## DATA SUPPLIED
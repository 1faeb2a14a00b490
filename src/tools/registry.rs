//! Tool registry - dispatches calls by name to the registered tools

use std::collections::HashMap;

use log::{debug, warn};
use serde_json::Value;

use super::{GetObservableDetailsTool, GetThreatEntityTool, SearchKnowledgeBaseTool, Tool, ToolContext, ToolDefinition, ToolError};

/// Maps tool names to tools
pub struct ToolRegistry {
    tools: HashMap<String, Box<dyn Tool>>,
}

impl ToolRegistry {
    /// Create registry with the three knowledge-base tools
    pub fn standard() -> Self {
        let mut registry = Self::new();
        registry.add_tool(Box::new(SearchKnowledgeBaseTool));
        registry.add_tool(Box::new(GetObservableDetailsTool));
        registry.add_tool(Box::new(GetThreatEntityTool));
        registry
    }

    /// Create an empty registry (for custom tool sets)
    pub fn new() -> Self {
        Self { tools: HashMap::new() }
    }

    pub fn add_tool(&mut self, tool: Box<dyn Tool>) {
        self.tools.insert(tool.name().to_string(), tool);
    }

    /// Tool definitions, sorted by name
    pub fn definitions(&self) -> Vec<ToolDefinition> {
        let mut defs: Vec<ToolDefinition> = self.tools.values().map(|t| t.definition()).collect();
        defs.sort_by(|a, b| a.name.cmp(&b.name));
        defs
    }

    /// Execute a tool by name
    pub async fn execute(&self, name: &str, input: Value, ctx: &ToolContext) -> Result<String, ToolError> {
        let tool = self.tools.get(name).ok_or_else(|| {
            warn!("Unknown tool requested: {}", name);
            ToolError::UnknownTool { name: name.to_string() }
        })?;

        debug!("Executing tool {} with input {}", name, input);
        let result = tool.execute(input, ctx).await;
        if let Err(e) = &result {
            debug!("Tool {} failed: {}", name, e);
        }
        result
    }

    pub fn has_tool(&self, name: &str) -> bool {
        self.tools.contains_key(name)
    }

    /// Registered tool names, sorted
    pub fn tool_names(&self) -> Vec<&str> {
        let mut names: Vec<&str> = self.tools.keys().map(|s| s.as_str()).collect();
        names.sort_unstable();
        names
    }
}

impl Default for ToolRegistry {
    fn default() -> Self {
        Self::new()
    }
}
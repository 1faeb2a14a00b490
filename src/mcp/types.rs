//! JSON-RPC 2.0 envelopes and the MCP payloads this server speaks

use serde::{Deserialize, Serialize};
use serde_json::Value;

use crate::tools::ToolDefinition;

pub const JSONRPC_VERSION: &str = "2.0";

/// MCP protocol revision advertised by `initialize`
pub const PROTOCOL_VERSION: &str = "2024-11-05";

/// JSON-RPC request id (number or string)
#[derive(Debug, Clone, PartialEq, Eq, Hash, Serialize, Deserialize)]
#[serde(untagged)]
pub enum RpcId {
    Number(i64),
    String(String),
}

#[derive(Debug, Clone, Serialize, Deserialize)]
pub struct JsonRpcRequest {
    pub jsonrpc: String,
    pub id: RpcId,
    pub method: String,
    #[serde(default, skip_serializing_if = "Option::is_none")]
    pub params: Option<Value>,
}

impl JsonRpcRequest {
    pub fn new(id: RpcId, method: impl Into<String>, params: Option<Value>) -> Self {
        Self {
            jsonrpc: JSONRPC_VERSION.to_string(),
            id,
            method: method.into(),
            params,
        }
    }
}

/// A message without an id; never answered
#[derive(Debug, Clone, Serialize, Deserialize)]
pub struct JsonRpcNotification {
    pub jsonrpc: String,
    pub method: String,
    #[serde(default, skip_serializing_if = "Option::is_none")]
    pub params: Option<Value>,
}

/// Response to a request. `id` is null only when the request itself could not be read.
#[derive(Debug, Clone, Serialize, Deserialize)]
pub struct JsonRpcResponse {
    pub jsonrpc: String,
    pub id: Option<RpcId>,
    #[serde(default, skip_serializing_if = "Option::is_none")]
    pub result: Option<Value>,
    #[serde(default, skip_serializing_if = "Option::is_none")]
    pub error: Option<JsonRpcError>,
}

impl JsonRpcResponse {
    pub fn success(id: RpcId, result: Value) -> Self {
        Self {
            jsonrpc: JSONRPC_VERSION.to_string(),
            id: Some(id),
            result: Some(result),
            error: None,
        }
    }

    pub fn failure(id: Option<RpcId>, error: JsonRpcError) -> Self {
        Self {
            jsonrpc: JSONRPC_VERSION.to_string(),
            id,
            result: None,
            error: Some(error),
        }
    }
}

#[derive(Debug, Clone, Serialize, Deserialize)]
pub struct JsonRpcError {
    pub code: i64,
    pub message: String,
    #[serde(default, skip_serializing_if = "Option::is_none")]
    pub data: Option<Value>,
}

pub mod error_codes {
    pub const PARSE_ERROR: i64 = -32700;
    pub const INVALID_REQUEST: i64 = -32600;
    pub const METHOD_NOT_FOUND: i64 = -32601;
    pub const INVALID_PARAMS: i64 = -32602;
    pub const INTERNAL_ERROR: i64 = -32603;
}

// initialize

#[derive(Debug, Clone, Default, Serialize, Deserialize)]
#[serde(rename_all = "camelCase")]
pub struct InitializeParams {
    #[serde(default)]
    pub protocol_version: Option<String>,
    #[serde(default)]
    pub client_info: Option<Implementation>,
}

/// Name and version of either peer
#[derive(Debug, Clone, Serialize, Deserialize)]
pub struct Implementation {
    pub name: String,
    #[serde(default, skip_serializing_if = "Option::is_none")]
    pub version: Option<String>,
}

#[derive(Debug, Clone, Serialize, Deserialize)]
#[serde(rename_all = "camelCase")]
pub struct InitializeResult {
    pub protocol_version: String,
    pub capabilities: ServerCapabilities,
    pub server_info: Implementation,
}

#[derive(Debug, Clone, Default, Serialize, Deserialize)]
pub struct ServerCapabilities {
    #[serde(default, skip_serializing_if = "Option::is_none")]
    pub tools: Option<ToolsCapability>,
}

#[derive(Debug, Clone, Default, Serialize, Deserialize)]
#[serde(rename_all = "camelCase")]
pub struct ToolsCapability {
    #[serde(default)]
    pub list_changed: bool,
}

// tools/list

#[derive(Debug, Clone, Serialize, Deserialize)]
pub struct ListToolsResult {
    pub tools: Vec<ToolInfo>,
}

/// A tool as MCP clients see it (camelCase `inputSchema`)
#[derive(Debug, Clone, Serialize, Deserialize)]
#[serde(rename_all = "camelCase")]
pub struct ToolInfo {
    pub name: String,
    pub description: String,
    pub input_schema: Value,
}

impl From<ToolDefinition> for ToolInfo {
    fn from(def: ToolDefinition) -> Self {
        Self {
            name: def.name,
            description: def.description,
            input_schema: def.input_schema,
        }
    }
}

// tools/call

#[derive(Debug, Clone, Serialize, Deserialize)]
pub struct CallToolParams {
    pub name: String,
    #[serde(default)]
    pub arguments: Value,
}

#[derive(Debug, Clone, Serialize, Deserialize)]
#[serde(rename_all = "camelCase")]
pub struct CallToolResult {
    pub content: Vec<ToolContent>,
    #[serde(default, skip_serializing_if = "std::ops::Not::not")]
    pub is_error: bool,
}

impl CallToolResult {
    pub fn text(text: impl Into<String>) -> Self {
        Self {
            content: vec![ToolContent::Text { text: text.into() }],
            is_error: false,
        }
    }

    pub fn error(text: impl Into<String>) -> Self {
        Self {
            is_error: true,
            ..Self::text(text)
        }
    }

    /// Concatenated text of every content block
    pub fn joined_text(&self) -> String {
        self.content
            .iter()
            .map(|c| match c {
                ToolContent::Text { text } => text.as_str(),
            })
            .collect::<Vec<_>>()
            .join("\n")
    }
}

#[derive(Debug, Clone, Serialize, Deserialize)]
#[serde(tag = "type", rename_all = "snake_case")]
pub enum ToolContent {
    Text { text: String },
}
use rand::Rng;
use rand::seq::IndexedRandom;
use serde::{Deserialize, Serialize};
use std::ops::RangeInclusive;
use std::str::FromStr;

use crate::pokemon::Entity;

/// Pokédex generations, matched by national-dex id range.
#[derive(Debug, Clone, Copy, PartialEq, Eq, Serialize, Deserialize)]
#[serde(rename_all = "kebab-case")]
pub enum Generation {
    GenerationI,
    GenerationIi,
    GenerationIii,
    GenerationIv,
    GenerationV,
    GenerationVi,
    GenerationVii,
    GenerationViii,
}

impl Generation {
    pub const ALL: [Generation; 8] = [
        Generation::GenerationI,
        Generation::GenerationIi,
        Generation::GenerationIii,
        Generation::GenerationIv,
        Generation::GenerationV,
        Generation::GenerationVi,
        Generation::GenerationVii,
        Generation::GenerationViii,
    ];

    pub fn name(&self) -> &'static str {
        match self {
            Generation::GenerationI => "generation-i",
            Generation::GenerationIi => "generation-ii",
            Generation::GenerationIii => "generation-iii",
            Generation::GenerationIv => "generation-iv",
            Generation::GenerationV => "generation-v",
            Generation::GenerationVi => "generation-vi",
            Generation::GenerationVii => "generation-vii",
            Generation::GenerationViii => "generation-viii",
        }
    }

    pub fn id_range(&self) -> RangeInclusive<u32> {
        match self {
            Generation::GenerationI => 1..=151,
            Generation::GenerationIi => 152..=251,
            Generation::GenerationIii => 252..=386,
            Generation::GenerationIv => 387..=493,
            Generation::GenerationV => 494..=649,
            Generation::GenerationVi => 650..=721,
            Generation::GenerationVii => 722..=809,
            Generation::GenerationViii => 810..=905,
        }
    }
}

impl FromStr for Generation {
    type Err = String;

    fn from_str(s: &str) -> Result<Self, Self::Err> {
        Generation::ALL
            .into_iter()
            .find(|g| g.name() == s)
            .ok_or_else(|| format!("unknown generation: {s}"))
    }
}

/// Search, type and generation filters over the accumulated collection.
/// An empty filter matches everything.
#[derive(Debug, Clone, Default, PartialEq, Eq)]
pub struct ListingFilter {
    pub search: String,
    pub types: Vec<String>,
    pub generation: Option<Generation>,
}

impl ListingFilter {
    pub fn matches(&self, entity: &Entity) -> bool {
        self.matches_search(entity) && self.matches_types(entity) && self.matches_generation(entity)
    }

    /// Case-insensitive name substring, or substring of the decimal id.
    fn matches_search(&self, entity: &Entity) -> bool {
        let needle = self.search.trim().to_lowercase();
        needle.is_empty()
            || entity.name.to_lowercase().contains(&needle)
            || entity.id.to_string().contains(&needle)
    }

    /// Any of the selected types.
    fn matches_types(&self, entity: &Entity) -> bool {
        self.types.is_empty() || self.types.iter().any(|t| entity.has_type(t))
    }

    fn matches_generation(&self, entity: &Entity) -> bool {
        self.generation.is_none_or(|g| g.id_range().contains(&entity.id))
    }

    pub fn apply<'a>(&self, entities: &'a [Entity]) -> Vec<&'a Entity> {
        entities.iter().filter(|e| self.matches(e)).collect()
    }
}

/// Uniformly random pick, `None` for an empty slice.
pub fn surprise_me<'a, R: Rng>(entities: &'a [Entity], rng: &mut R) -> Option<&'a Entity> {
    entities.choose(rng)
}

## WORK TO BE COMPLETED
Using the records above, select and copy every line that has the word "Implementation".

## COMPLETED EXERCISE
    pub client_info: Option<Implementation>,
pub struct Implementation {
    pub server_info: Implementation,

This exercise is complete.